Irrlicht is the first album by Klaus Schulze. Originally released in 1972, in 2006 it was the sixteenth Schulze album reissued by Revisited Records as part of a series of Schulze album reissues. Recorded without a synthesizer, Irrlicht's set of "early organ drone experiments" is "not exactly the music for which KS got famous".

Overview
The album's complete title is: Irrlicht: Quadrophonische Symphonie für Orchester und E-Maschinen (German: "Will-o'-the-wisp: Quadraphonic Symphony for Orchestra and Electronic Machines"). Its atmospheric drone music tone is similar to Tangerine Dream's album Zeit (released the same month) as it stemmed from a common idea that Schulze and Edgar Froese couldn't agree on and parted ways over.

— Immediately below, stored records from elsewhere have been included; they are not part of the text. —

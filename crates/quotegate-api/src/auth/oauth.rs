// OAuth service for Google authentication
// Decision: Manual OAuth2 authorization-code flow over reqwest, endpoints configurable
// Decision: IdentityProvider trait so the login flow can run against a fake provider

use std::time::Duration;

use async_trait::async_trait;
use reqwest::Client;
use serde::Deserialize;
use thiserror::Error;
use url::Url;

use super::config::GoogleOAuthConfig;

/// Errors talking to the identity provider
#[derive(Debug, Error)]
pub enum OAuthError {
    #[error("Invalid OAuth configuration: {0}")]
    Configuration(String),

    #[error("Token exchange failed: {0}")]
    TokenExchange(String),

    #[error("User info request failed: {0}")]
    UserInfo(String),
}

/// Access token returned by the token endpoint
#[derive(Clone, Deserialize)]
pub struct OAuthToken {
    pub access_token: String,
    #[serde(default)]
    pub token_type: Option<String>,
    #[serde(default)]
    pub expires_in: Option<i64>,
    #[serde(default)]
    pub scope: Option<String>,
}

impl std::fmt::Debug for OAuthToken {
    fn fmt(&self, f: &mut std::fmt::Formatter<'_>) -> std::fmt::Result {
        f.debug_struct("OAuthToken")
            .field("access_token", &"<redacted>")
            .field("token_type", &self.token_type)
            .field("expires_in", &self.expires_in)
            .field("scope", &self.scope)
            .finish()
    }
}

/// User info from the provider
#[derive(Debug, Clone, Deserialize)]
pub struct OAuthUserInfo {
    #[serde(default)]
    pub id: Option<String>,
    #[serde(default)]
    pub email: Option<String>,
    #[serde(default)]
    pub verified_email: Option<bool>,
}

/// Three-legged authorization-code provider
#[async_trait]
pub trait IdentityProvider: Send + Sync {
    /// Short name used in logs
    fn name(&self) -> &'static str;

    /// Build the consent URL the browser is redirected to
    fn authorization_url(&self, state: &str) -> Result<String, OAuthError>;

    /// Exchange an authorization code for an access token
    async fn exchange_code(&self, code: &str) -> Result<OAuthToken, OAuthError>;

    /// Look up the signed-in user with an access token
    async fn fetch_user_info(&self, token: &OAuthToken) -> Result<OAuthUserInfo, OAuthError>;
}

/// Google OAuth service
pub struct GoogleOAuthService {
    config: GoogleOAuthConfig,
    client: Client,
}

impl GoogleOAuthService {
    pub fn new(config: GoogleOAuthConfig, timeout: Duration) -> Result<Self, OAuthError> {
        let client = Client::builder()
            .timeout(timeout)
            .build()
            .map_err(|e| OAuthError::Configuration(e.to_string()))?;

        Ok(Self { config, client })
    }
}

#[async_trait]
impl IdentityProvider for GoogleOAuthService {
    fn name(&self) -> &'static str {
        "google"
    }

    fn authorization_url(&self, state: &str) -> Result<String, OAuthError> {
        let params = [
            ("client_id", self.config.client_id.as_str()),
            ("redirect_uri", self.config.redirect_uri.as_str()),
            ("response_type", "code"),
            ("scope", self.config.scope.as_str()),
            ("state", state),
        ];

        Url::parse_with_params(&self.config.auth_url, &params)
            .map(String::from)
            .map_err(|e| OAuthError::Configuration(format!("authorization URL: {}", e)))
    }

    async fn exchange_code(&self, code: &str) -> Result<OAuthToken, OAuthError> {
        let response = self
            .client
            .post(&self.config.token_url)
            .header("Accept", "application/json")
            .form(&[
                ("client_id", self.config.client_id.as_str()),
                ("client_secret", self.config.client_secret.as_str()),
                ("code", code),
                ("redirect_uri", self.config.redirect_uri.as_str()),
                ("grant_type", "authorization_code"),
            ])
            .send()
            .await
            .map_err(|e| OAuthError::TokenExchange(e.to_string()))?;

        if !response.status().is_success() {
            let status = response.status();
            let error_text = response.text().await.unwrap_or_default();
            return Err(OAuthError::TokenExchange(format!(
                "status {}: {}",
                status, error_text
            )));
        }

        response
            .json()
            .await
            .map_err(|e| OAuthError::TokenExchange(format!("failed to parse token response: {}", e)))
    }

    async fn fetch_user_info(&self, token: &OAuthToken) -> Result<OAuthUserInfo, OAuthError> {
        let response = self
            .client
            .get(&self.config.userinfo_url)
            .bearer_auth(&token.access_token)
            .send()
            .await
            .map_err(|e| OAuthError::UserInfo(e.to_string()))?;

        if !response.status().is_success() {
            return Err(OAuthError::UserInfo(format!("status {}", response.status())));
        }

        response
            .json()
            .await
            .map_err(|e| OAuthError::UserInfo(format!("failed to parse user info: {}", e)))
    }
}

#[cfg(test)]
mod tests {
    use super::*;
    use serde_json::json;
    use wiremock::matchers::{body_string_contains, header, method, path};
    use wiremock::{Mock, MockServer, ResponseTemplate};

    fn config_for(server_uri: &str) -> GoogleOAuthConfig {
        GoogleOAuthConfig {
            client_id: "client-123".to_string(),
            client_secret: "shh".to_string(),
            redirect_uri: "https://transformerapi.com/authorize".to_string(),
            scope: "https://www.googleapis.com/auth/userinfo.email".to_string(),
            auth_url: format!("{}/o/oauth2/auth", server_uri),
            token_url: format!("{}/o/oauth2/token", server_uri),
            userinfo_url: format!("{}/oauth2/v2/userinfo", server_uri),
        }
    }

    fn service_for(server: &MockServer) -> GoogleOAuthService {
        GoogleOAuthService::new(config_for(&server.uri()), Duration::from_secs(2)).unwrap()
    }

    #[test]
    fn test_authorization_url() {
        let service =
            GoogleOAuthService::new(config_for("https://accounts.example"), Duration::from_secs(1))
                .unwrap();
        let url = Url::parse(&service.authorization_url("abc123").unwrap()).unwrap();

        assert_eq!(url.host_str(), Some("accounts.example"));
        assert_eq!(url.path(), "/o/oauth2/auth");

        let query: std::collections::HashMap<_, _> = url.query_pairs().into_owned().collect();
        assert_eq!(query["client_id"], "client-123");
        assert_eq!(query["redirect_uri"], "https://transformerapi.com/authorize");
        assert_eq!(query["response_type"], "code");
        assert_eq!(query["scope"], "https://www.googleapis.com/auth/userinfo.email");
        assert_eq!(query["state"], "abc123");
        assert!(!query.contains_key("client_secret"));
    }

    #[test]
    fn test_invalid_auth_url_is_configuration_error() {
        let mut config = config_for("https://accounts.example");
        config.auth_url = "not a url".to_string();
        let service = GoogleOAuthService::new(config, Duration::from_secs(1)).unwrap();

        assert!(matches!(
            service.authorization_url("s"),
            Err(OAuthError::Configuration(_))
        ));
    }

    #[tokio::test]
    async fn test_exchange_code_and_fetch_user_info() {
        let server = MockServer::start().await;
        Mock::given(method("POST"))
            .and(path("/o/oauth2/token"))
            .and(body_string_contains("grant_type=authorization_code"))
            .and(body_string_contains("code=the-code"))
            .and(body_string_contains("client_secret=shh"))
            .respond_with(ResponseTemplate::new(200).set_body_json(json!({
                "access_token": "ya29.access",
                "token_type": "Bearer",
                "expires_in": 3599,
                "scope": "https://www.googleapis.com/auth/userinfo.email"
            })))
            .expect(1)
            .mount(&server)
            .await;
        Mock::given(method("GET"))
            .and(path("/oauth2/v2/userinfo"))
            .and(header("authorization", "Bearer ya29.access"))
            .respond_with(ResponseTemplate::new(200).set_body_json(json!({
                "id": "1234567890",
                "email": "user@example.com",
                "verified_email": true,
                "picture": "https://example.com/a.png"
            })))
            .expect(1)
            .mount(&server)
            .await;

        let service = service_for(&server);
        let token = service.exchange_code("the-code").await.unwrap();
        assert_eq!(token.access_token, "ya29.access");
        assert_eq!(token.expires_in, Some(3599));

        let user = service.fetch_user_info(&token).await.unwrap();
        assert_eq!(user.email.as_deref(), Some("user@example.com"));
        assert_eq!(user.verified_email, Some(true));
    }

    #[tokio::test]
    async fn test_exchange_code_rejected() {
        let server = MockServer::start().await;
        Mock::given(method("POST"))
            .and(path("/o/oauth2/token"))
            .respond_with(ResponseTemplate::new(400).set_body_json(json!({
                "error": "invalid_grant",
                "error_description": "Bad Request"
            })))
            .mount(&server)
            .await;

        let err = service_for(&server).exchange_code("stale").await.unwrap_err();
        match err {
            OAuthError::TokenExchange(message) => assert!(message.contains("invalid_grant")),
            other => panic!("unexpected error: {:?}", other),
        }
    }

    #[tokio::test]
    async fn test_user_info_failure() {
        let server = MockServer::start().await;
        Mock::given(method("GET"))
            .and(path("/oauth2/v2/userinfo"))
            .respond_with(ResponseTemplate::new(401))
            .mount(&server)
            .await;

        let token = OAuthToken {
            access_token: "expired".to_string(),
            token_type: None,
            expires_in: None,
            scope: None,
        };
        let err = service_for(&server).fetch_user_info(&token).await.unwrap_err();
        assert!(matches!(err, OAuthError::UserInfo(_)));
    }

    #[test]
    fn test_token_debug_is_redacted() {
        let token = OAuthToken {
            access_token: "ya29.secret".to_string(),
            token_type: Some("Bearer".to_string()),
            expires_in: None,
            scope: None,
        };
        assert!(!format!("{:?}", token).contains("ya29.secret"));
    }
}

In 2005, Schulze said, "Irrlicht still has more connections to Musique concrète than with today's electronics. I still never owned a synthesiser at the time." Schulze mainly used a broken and modified electric organ, a recording of a classical orchestra rehearsal played backward, and a damaged amplifier to filter and alter sounds that he mixed on tape into a three-movement symphony.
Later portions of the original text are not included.